### Provided data
....
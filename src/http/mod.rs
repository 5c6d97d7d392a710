//! HTTP protocol handling subsystem.
//!
//! # Data Flow
//! ```text
//! TCP/TLS connection
//!     → server.rs (Axum setup, trace layer)
//!     → forward.rs (preflight or forward)
//!         → cors.rs (origin, Access-Control-* headers)
//!         → client.rs (destination uri, outbound clients)
//!     → response.rs (hop-by-hop filtering, body streaming, 500 mapping)
//!     → Send to client
//! ```

pub mod client;
pub mod cors;
pub mod forward;
pub mod response;
pub mod server;

pub use server::{AppState, HttpServer};
//! The forwarding handler.
//!
//! Every request, whatever its method or path, lands here:
//! - `OPTIONS` is answered locally from the CORS policy
//! - everything else is sent to the single upstream and streamed back
//!
//! CORS headers are applied last so they win over anything the upstream sent.

use axum::{
    body::Body,
    extract::State,
    http::{header, HeaderValue, Method, Request, StatusCode, Uri},
    response::{IntoResponse, Response},
};
use hyper::body::Incoming;
use tower::ServiceExt;

use crate::http::client::destination_uri;
use crate::http::cors::{apply_cors_headers, preflight_headers, resolve_origin};
use crate::http::response::{expected_body_len, strip_hop_by_hop, CountingStream, ProxyError};
use crate::http::server::AppState;

pub async fn proxy_handler(State(state): State<AppState>, request: Request<Body>) -> Response {
    let origin = resolve_origin(state.config.fixed_origin(), request.headers());

    let path_and_query = request
        .uri()
        .path_and_query()
        .map(|pq| pq.as_str())
        .unwrap_or("/")
        .to_string();

    let mut response = match destination_uri(&state.upstream, &path_and_query) {
        Ok(destination) if request.method() == Method::OPTIONS => {
            tracing::debug!(url = %destination, "CORS asked for {}", destination);
            preflight(&request)
        }
        Ok(destination) => {
            tracing::debug!(
                method = %request.method(),
                url = %destination,
                "Create request for {}",
                destination
            );
            match forward(&state, destination, request).await {
                Ok(response) => response,
                Err(e) => {
                    tracing::error!(error = %e, "Upstream request failed");
                    e.into_response()
                }
            }
        }
        Err(e) => {
            let e = ProxyError::from(e);
            tracing::error!(path = %path_and_query, error = %e, "Cannot build destination uri");
            e.into_response()
        }
    };

    apply_cors_headers(response.headers_mut(), origin, state.config.methods);
    response
}

/// Answer a preflight without contacting the upstream.
fn preflight(request: &Request<Body>) -> Response {
    let mut response = StatusCode::OK.into_response();
    response
        .headers_mut()
        .extend(preflight_headers(request.headers()));
    response
}

/// Send the request upstream and turn the answer into a streaming response.
///
/// The inbound body is handed to the client as is, so its framing follows
/// the body itself: an empty GET goes out without one, a streamed HTTP/2
/// upload goes out chunked.
async fn forward(
    state: &AppState,
    destination: Uri,
    request: Request<Body>,
) -> Result<Response, ProxyError> {
    let (parts, body) = request.into_parts();
    let method = parts.method.clone();

    let mut headers = parts.headers;
    strip_hop_by_hop(&mut headers);
    // Without an override the client derives Host from the destination uri.
    headers.remove(header::HOST);
    if let Some(host) = state.config.host_override() {
        match HeaderValue::from_str(host) {
            Ok(value) => {
                headers.insert(header::HOST, value);
            }
            Err(_) => tracing::warn!(host = %host, "Host override is not a valid header value"),
        }
    }

    let mut outbound = Request::builder()
        .method(parts.method)
        .uri(destination)
        .body(body)?;
    *outbound.headers_mut() = headers;

    let client = state.clients.for_inbound(state.inbound).clone();
    let upstream: Response<Incoming> = client
        .oneshot(outbound)
        .await
        .map_err(ProxyError::Upstream)?;

    let (mut parts, incoming) = upstream.into_parts();
    strip_hop_by_hop(&mut parts.headers);
    let expected = expected_body_len(&method, parts.status, &parts.headers);

    let body = Body::from_stream(CountingStream::new(
        Body::new(incoming).into_data_stream(),
        expected,
    ));
    Ok(Response::from_parts(parts, body))
}
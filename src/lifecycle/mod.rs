//! Lifecycle management subsystem.
//!
//! # Data Flow
//! ```text
//! Startup (main.rs):
//!     Parse flags → Load config → Validate → Bind listener → Serve
//!
//! Shutdown (shutdown.rs, signals.rs):
//!     SIGTERM/SIGINT → Shutdown::trigger → Stop accepting → Drain → Exit
//! ```
//!
//! # Design Decisions
//! - Fail fast: any startup error is fatal
//! - Listener binds last (traffic only once config is valid)

pub mod shutdown;
pub mod signals;

pub use shutdown::Shutdown;
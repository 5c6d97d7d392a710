//! CORS reverse proxy.
//!
//! ```text
//!                 ┌──────────────────────────────────────────────┐
//!                 │                  cors-proxy                  │
//!   Browser       │  ┌────────┐   ┌──────────┐   ┌────────────┐  │
//!   ──────────────┼─▶│  http  │──▶│ forward  │──▶│  upstream  │──┼──▶ Backend
//!                 │  │ server │   │ handler  │   │   client   │  │
//!                 │  └────────┘   └────┬─────┘   └────────────┘  │
//!                 │                    │ OPTIONS                  │
//!   ◀─────────────┼────────────────────┘ answered locally         │
//!   + CORS headers│                                              │
//!                 └──────────────────────────────────────────────┘
//! ```

use std::fmt::Display;

use clap::Parser;

use cors_proxy::cli::Cli;
use cors_proxy::net::{listener, tls};
use cors_proxy::observability::logging::init_logging;
use cors_proxy::{HttpServer, Shutdown};

#[tokio::main]
async fn main() -> Result<(), Box<dyn std::error::Error>> {
    let cli = Cli::parse();

    let resolved = cli.resolve();
    let debug = match &resolved {
        Ok(config) => config.debug,
        Err(_) => cli.debug.unwrap_or(false),
    };
    init_logging(debug);

    let config = resolved.unwrap_or_else(|e| fatal(e));
    let server = HttpServer::new(config).unwrap_or_else(|e| fatal(e));

    let shutdown = Shutdown::new();
    let server_shutdown = shutdown.subscribe();
    shutdown.trigger_on_signal();

    match server.config().tls.clone() {
        Some(tls_config) => {
            let tls = tls::load_tls_config(&tls_config)
                .await
                .unwrap_or_else(|e| fatal(e));
            let addr = listener::resolve_listen_addr(&server.config().listen)
                .await
                .unwrap_or_else(|e| fatal(e));
            server.run_tls(addr, tls, server_shutdown).await?;
        }
        None => {
            let tcp = listener::bind(&server.config().listen)
                .await
                .unwrap_or_else(|e| fatal(e));
            server.run(tcp, server_shutdown).await?;
        }
    }

    tracing::info!("Shutdown complete");
    Ok(())
}

/// Log `err` and exit with status 1.
fn fatal(err: impl Display) -> ! {
    tracing::error!("{}", err);
    std::process::exit(1)
}
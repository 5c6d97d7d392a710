//! Outbound HTTP clients.
//!
//! # Design Decisions
//! - Clients are built once and shared; hyper-util pools connections per host
//! - A second client skips certificate verification. It is only picked for
//!   requests that arrived over TLS, so legacy backends with self-signed
//!   certificates keep working behind an HTTPS listener. This is insecure.
//! - The destination is an `http::Uri` built from the raw path and query, so
//!   nothing is re-encoded on the way upstream
//! - Redirects are followed, at most ten hops
//! - No request timeout: a hanging upstream holds the inbound request open

use std::sync::Arc;

use axum::body::Body;
use axum::http::uri::{InvalidUri, Uri};
use hyper_rustls::{HttpsConnector, HttpsConnectorBuilder};
use hyper_util::{
    client::legacy::{connect::HttpConnector, Client},
    rt::TokioExecutor,
};
use rustls::client::danger::{HandshakeSignatureValid, ServerCertVerified, ServerCertVerifier};
use rustls::crypto::{verify_tls12_signature, verify_tls13_signature, CryptoProvider};
use rustls::pki_types::{CertificateDer, ServerName, UnixTime};
use rustls::{ClientConfig, DigitallySignedStruct, SignatureScheme};
use tower_http::follow_redirect::{policy::Limited, FollowRedirect};

use crate::config::UpstreamTarget;

/// Redirect hops followed before the last redirect is handed back as is.
const MAX_REDIRECTS: usize = 10;

/// Shared outbound client type.
pub type UpstreamClient = FollowRedirect<Client<HttpsConnector<HttpConnector>, Body>, Limited>;

/// How the inbound request reached the proxy.
#[derive(Debug, Clone, Copy, PartialEq, Eq)]
pub enum Inbound {
    Plain,
    Tls,
}

/// Whether an outbound client checks upstream certificates.
#[derive(Debug, Clone, Copy, PartialEq, Eq)]
pub enum Verification {
    Verified,
    Insecure,
}

impl Inbound {
    /// Certificate policy for requests that arrived this way.
    pub fn verification(self) -> Verification {
        match self {
            Inbound::Plain => Verification::Verified,
            Inbound::Tls => Verification::Insecure,
        }
    }
}

/// The pair of outbound clients shared by all requests.
#[derive(Clone)]
pub struct UpstreamClients {
    verified: UpstreamClient,
    insecure: UpstreamClient,
}

impl UpstreamClients {
    pub fn new() -> Result<Self, rustls::Error> {
        let provider = Arc::new(rustls::crypto::aws_lc_rs::default_provider());
        // The listener's rustls config resolves the process-wide provider.
        let _ = CryptoProvider::install_default(provider.as_ref().clone());

        let verified = HttpsConnectorBuilder::new()
            .with_provider_and_webpki_roots(provider.clone())?
            .https_or_http()
            .enable_http1()
            .build();

        let insecure = ClientConfig::builder_with_provider(provider.clone())
            .with_safe_default_protocol_versions()?
            .dangerous()
            .with_custom_certificate_verifier(Arc::new(AcceptAnyCertificate(provider)))
            .with_no_client_auth();
        let insecure = HttpsConnectorBuilder::new()
            .with_tls_config(insecure)
            .https_or_http()
            .enable_http1()
            .build();

        Ok(Self {
            verified: build_client(verified),
            insecure: build_client(insecure),
        })
    }

    /// Client to use for a request that arrived over `inbound`.
    pub fn for_inbound(&self, inbound: Inbound) -> &UpstreamClient {
        match inbound.verification() {
            Verification::Verified => &self.verified,
            Verification::Insecure => &self.insecure,
        }
    }
}

fn build_client(connector: HttpsConnector<HttpConnector>) -> UpstreamClient {
    let client = Client::builder(TokioExecutor::new()).build(connector);
    FollowRedirect::with_policy(client, Limited::new(MAX_REDIRECTS))
}

/// Accepts any server certificate. Signatures are still checked so the
/// handshake itself stays well-formed.
#[derive(Debug)]
struct AcceptAnyCertificate(Arc<CryptoProvider>);

impl ServerCertVerifier for AcceptAnyCertificate {
    fn verify_server_cert(
        &self,
        _end_entity: &CertificateDer<'_>,
        _intermediates: &[CertificateDer<'_>],
        _server_name: &ServerName<'_>,
        _ocsp_response: &[u8],
        _now: UnixTime,
    ) -> Result<ServerCertVerified, rustls::Error> {
        Ok(ServerCertVerified::assertion())
    }

    fn verify_tls12_signature(
        &self,
        message: &[u8],
        cert: &CertificateDer<'_>,
        dss: &DigitallySignedStruct,
    ) -> Result<HandshakeSignatureValid, rustls::Error> {
        verify_tls12_signature(message, cert, dss, &self.0.signature_verification_algorithms)
    }

    fn verify_tls13_signature(
        &self,
        message: &[u8],
        cert: &CertificateDer<'_>,
        dss: &DigitallySignedStruct,
    ) -> Result<HandshakeSignatureValid, rustls::Error> {
        verify_tls13_signature(message, cert, dss, &self.0.signature_verification_algorithms)
    }

    fn supported_verify_schemes(&self) -> Vec<SignatureScheme> {
        self.0.signature_verification_algorithms.supported_schemes()
    }
}

/// `scheme://authority` followed by the inbound path and query, verbatim.
pub fn destination_uri(upstream: &UpstreamTarget, path_and_query: &str) -> Result<Uri, InvalidUri> {
    format!("{}://{}{}", upstream.protocol, upstream.authority, path_and_query).parse()
}
//! CORS reverse proxy library.
//!
//! Forwards every request to one upstream and adds the CORS headers a
//! browser needs to let a frontend on another origin read the answers.

pub mod cli;
pub mod config;
pub mod http;
pub mod lifecycle;
pub mod net;
pub mod observability;

pub use config::ProxyConfig;
pub use http::HttpServer;
pub use lifecycle::Shutdown;
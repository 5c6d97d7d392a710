//! Observability subsystem.
//!
//! Structured logging through `tracing`; the proxy exports no metrics.

pub mod logging;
....
### Exercise instructions
Print the line containing "itself stays well-formed.", then every line after it through the last line of the records, each exactly as written; nothing else belongs in the answer.

### Written solution
/// handshake itself stays well-formed.
#[derive(Debug)]
struct AcceptAnyCertificate(Arc<CryptoProvider>);

impl ServerCertVerifier for AcceptAnyCertificate {
    fn verify_server_cert(
        &self,
        _end_entity: &CertificateDer<'_>,
        _intermediates: &[CertificateDer<'_>],
        _server_name: &ServerName<'_>,
        _ocsp_response: &[u8],
        _now: UnixTime,
    ) -> Result<ServerCertVerified, rustls::Error> {
        Ok(ServerCertVerified::assertion())
    }

    fn verify_tls12_signature(
        &self,
        message: &[u8],
        cert: &CertificateDer<'_>,
        dss: &DigitallySignedStruct,
    ) -> Result<HandshakeSignatureValid, rustls::Error> {
        verify_tls12_signature(message, cert, dss, &self.0.signature_verification_algorithms)
    }

    fn verify_tls13_signature(
        &self,
        message: &[u8],
        cert: &CertificateDer<'_>,
        dss: &DigitallySignedStruct,
    ) -> Result<HandshakeSignatureValid, rustls::Error> {
        verify_tls13_signature(message, cert, dss, &self.0.signature_verification_algorithms)
    }

    fn supported_verify_schemes(&self) -> Vec<SignatureScheme> {
        self.0.signature_verification_algorithms.supported_schemes()
    }
}

/// `scheme://authority` followed by the inbound path and query, verbatim.
pub fn destination_uri(upstream: &UpstreamTarget, path_and_query: &str) -> Result<Uri, InvalidUri> {
    format!("{}://{}{}", upstream.protocol, upstream.authority, path_and_query).parse()
}
//! CORS reverse proxy library.
//!
//! Forwards every request to one upstream and adds the CORS headers a
//! browser needs to let a frontend on another origin read the answers.

pub mod cli;
pub mod config;
pub mod http;
pub mod lifecycle;
pub mod net;
pub mod observability;

pub use config::ProxyConfig;
pub use http::HttpServer;
pub use lifecycle::Shutdown;
repository 5c6d97d7d392a710
//! Observability subsystem.
//!
//! Structured logging through `tracing`; the proxy exports no metrics.

pub mod logging;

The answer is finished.